Through exposure to more patients and experience, radiographers may also contribute towards analysing the captured images to recommend or develop treatment plans for patients who are in need of care.
However, it is important to note that a radiographer works in a rather high-stress environment, especially in trauma centres where quick diagnosis is critical to the patient’s outcomes.
Radiographers must have a genuine interest in patient care and healthcare. Before becoming a diagnostic radiographer, one must obtain the following education and scientific background:
- Bachelor degree or diploma in diagnostics radiography
- Certificate of registration Part II or above (Category D) with valid practicing certificate issued by the Radiographer Board of Hong Kong
5. medical device sales manager
The job of the medical device sales manager is more complex and sophisticated than it sounds. They have to know the inside-out of a medical device and make recommendations to healthcare specialists and surgeons on the most suitable product that will lead to better patient outcomes. In some cases, they can even be found in operating theatres to provide surgery support.
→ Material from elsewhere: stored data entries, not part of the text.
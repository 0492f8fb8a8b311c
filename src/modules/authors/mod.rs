pub mod models;
pub mod repository;
pub mod routes;
pub mod service;

use async_trait::async_trait;
use axum::Router;
use library_db::DbPool;
use library_kernel::{InitCtx, Migration, Module};
use serde_json::json;

pub use models::{Author, CreateAuthor};
pub use repository::AuthorRepo;
pub use service::AuthorService;

/// Authors module: creation of authors and ownership of the `authors` table
pub struct AuthorsModule;

impl AuthorsModule {
    pub const fn new() -> Self {
        Self
    }
}

impl Default for AuthorsModule {
    fn default() -> Self {
        Self::new()
    }
}

#[async_trait]
impl Module for AuthorsModule {
    fn name(&self) -> &'static str {
        "authors"
    }

    async fn init(&self, ctx: &InitCtx<'_>) -> anyhow::Result<()> {
        tracing::info!(
            module = self.name(),
            environment = ?ctx.settings.environment,
            "authors module initialized"
        );
        Ok(())
    }

    fn routes(&self, db: DbPool) -> Router {
        routes::router(db)
    }

    fn openapi(&self) -> Option<serde_json::Value> {
        Some(json!({
            "paths": {
                "/authors": {
                    "post": {
                        "summary": "Create an author",
                        "tags": ["Authors"],
                        "requestBody": {
                            "required": true,
                            "content": {
                                "application/json": {
                                    "schema": { "$ref": "#/components/schemas/AuthorCreate" }
                                }
                            }
                        },
                        "responses": {
                            "201": {
                                "description": "Author created",
                                "content": {
                                    "application/json": {
                                        "schema": { "$ref": "#/components/schemas/AuthorOut" }
                                    }
                                }
                            },
                            "422": {
                                "description": "Validation error",
                                "content": {
                                    "application/json": {
                                        "schema": { "$ref": "#/components/schemas/ErrorResponse" }
                                    }
                                }
                            }
                        }
                    }
                }
            },
            "components": {
                "schemas": {
                    "AuthorCreate": {
                        "type": "object",
                        "properties": {
                            "name": {
                                "type": "string",
                                "minLength": 1,
                                "maxLength": models::NAME_MAX_CHARS,
                                "description": "Author name; surrounding whitespace is trimmed"
                            }
                        },
                        "required": ["name"]
                    },
                    "AuthorOut": {
                        "type": "object",
                        "properties": {
                            "id": { "type": "string", "format": "uuid" },
                            "name": { "type": "string" },
                            "created_at": { "type": "string", "format": "date-time" },
                            "updated_at": { "type": "string", "format": "date-time" }
                        },
                        "required": ["id", "name", "created_at", "updated_at"]
                    }
                }
            }
        }))
    }

    fn migrations(&self) -> Vec<Migration> {
        vec![Migration {
            id: "001_init",
            up: r#"
                CREATE TABLE authors (
                    id         BLOB PRIMARY KEY NOT NULL,
                    name       TEXT NOT NULL CHECK (length(name) BETWEEN 1 AND 50),
                    created_at TEXT NOT NULL,
                    updated_at TEXT NOT NULL
                );
                CREATE INDEX idx_authors_name ON authors (name);
                CREATE TRIGGER trg_authors_updated_at
                    AFTER UPDATE ON authors
                    FOR EACH ROW WHEN NEW.updated_at = OLD.updated_at
                BEGIN
                    UPDATE authors
                       SET updated_at = strftime('%Y-%m-%dT%H:%M:%f+00:00', 'now')
                     WHERE id = NEW.id;
                END;
                "#,
        }]
    }
}

/// Create a new instance of the authors module
pub fn create_module() -> std::sync::Arc<dyn Module> {
    std::sync::Arc::new(AuthorsModule::new())
}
You can only imagine how busy the medical device sales job is! Here’s what a typical day of a medical device sales manager would look like:
- Network and build relationships with surgeons and healthcare professionals
- Develop and conduct training sessions with healthcare professionals on product efficiency and safety
- Participate in conferences and symposiums to stay up-to-date with the latest medical technology
- Work with their team to drive and meet sales targets
6. product specialists
While product specialists are not required to provide surgical support like medical devices sales professionals, they will need to keep up with the latest scientific research and share relevant literature review papers with healthcare professionals. These research papers can help build confidence in healthcare professionals to recommend and prescribe life-saving drugs to patients who need new treatment plans.
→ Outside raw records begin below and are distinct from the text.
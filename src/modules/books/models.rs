use chrono::{DateTime, Utc};
use library_http::validation::{trimmed_string, uuid_v4, FieldError, Validate};
use serde::Serialize;
use serde_json::{Map, Value};
use sqlx::FromRow;
use uuid::Uuid;

/// Maximum book title length, in characters, after trimming.
pub const TITLE_MAX_CHARS: usize = 100;

/// A book row from the `books` table.
#[derive(Debug, Clone, PartialEq, FromRow)]
pub struct Book {
    pub id: Uuid,
    pub title: String,
    pub author_id: Uuid,
    pub created_at: DateTime<Utc>,
    pub updated_at: DateTime<Utc>,
}

/// Response shape: a book joined with its author's current name.
#[derive(Debug, Clone, PartialEq, FromRow, Serialize)]
pub struct BookOut {
    pub id: Uuid,
    pub title: String,
    pub author_id: Uuid,
    pub author_name: String,
    pub created_at: DateTime<Utc>,
    pub updated_at: DateTime<Utc>,
}

impl BookOut {
    pub fn from_parts(book: Book, author_name: String) -> Self {
        Self {
            id: book.id,
            title: book.title,
            author_id: book.author_id,
            author_name,
            created_at: book.created_at,
            updated_at: book.updated_at,
        }
    }
}

/// Validated payload for `POST /books`.
#[derive(Debug, Clone, PartialEq, Eq)]
pub struct CreateBook {
    /// Trimmed, 1 to 100 characters
    pub title: String,
    pub author_id: Uuid,
}

impl Validate for CreateBook {
    fn validate(body: &Map<String, Value>) -> Result<Self, Vec<FieldError>> {
        let title = trimmed_string(body, "title", TITLE_MAX_CHARS);
        let author_id = uuid_v4(body, "author_id");

        match (title, author_id) {
            (Ok(title), Ok(author_id)) => Ok(Self { title, author_id }),
            (title, author_id) => Err([title.err(), author_id.err()]
                .into_iter()
                .flatten()
                .collect()),
        }
    }
}
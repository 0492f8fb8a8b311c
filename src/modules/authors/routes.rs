use axum::{extract::State, http::StatusCode, routing::post, Json, Router};
use library_db::DbPool;
use library_http::{AppResult, ValidatedJson};

use super::models::{Author, CreateAuthor};
use super::service::AuthorService;

/// HTTP routes for the authors module
pub fn router(db: DbPool) -> Router {
    Router::new()
        .route("/authors", post(create_author))
        .with_state(db)
}

/// POST /authors
async fn create_author(
    State(db): State<DbPool>,
    ValidatedJson(input): ValidatedJson<CreateAuthor>,
) -> AppResult<(StatusCode, Json<Author>)> {
    let mut tx = library_db::begin_write(&db).await?;
    let author = AuthorService::new(&mut tx).create_author(input).await?;
    tx.commit().await?;

    Ok((StatusCode::CREATED, Json(author)))
}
The product specialist jobs also require to network frequently with the medical community to gather insights and understand any new concerns or challenges they are facing at work. The intelligence that the product specialists provide not only helps improve sales & marketing strategies, it also enables stakeholders to make informed decisions on their research & development investments.
Your salary would depend on your diagnostic field, level of expertise, work experience and job responsibilities.
A product specialist earns a median salary of $20,000 to $30,000 every month, excluding travel allowance and sales commissions.
7. medical writer
Medical writers are modern-day scribes in the pharmaceutical and life sciences industries. They have a key role to play in communicating critical scientific information across important channels and influencing diverse stakeholders.
That means they have to be capable of wielding their pens to engage with a wide range of different audiences. This is also a role that you can usually carry out remotely, which is a key consideration in light of COVID-19 restrictions.
Medical writers are sometimes referred to by a host of different names on today’s job boards. These job titles include:
- Medical editors
- Freelance medical editors
- Regulatory editors
If you aren’t seeing what you’re looking for when browsing for jobs, you may want to sprinkle in some of these other keywords to expand your search.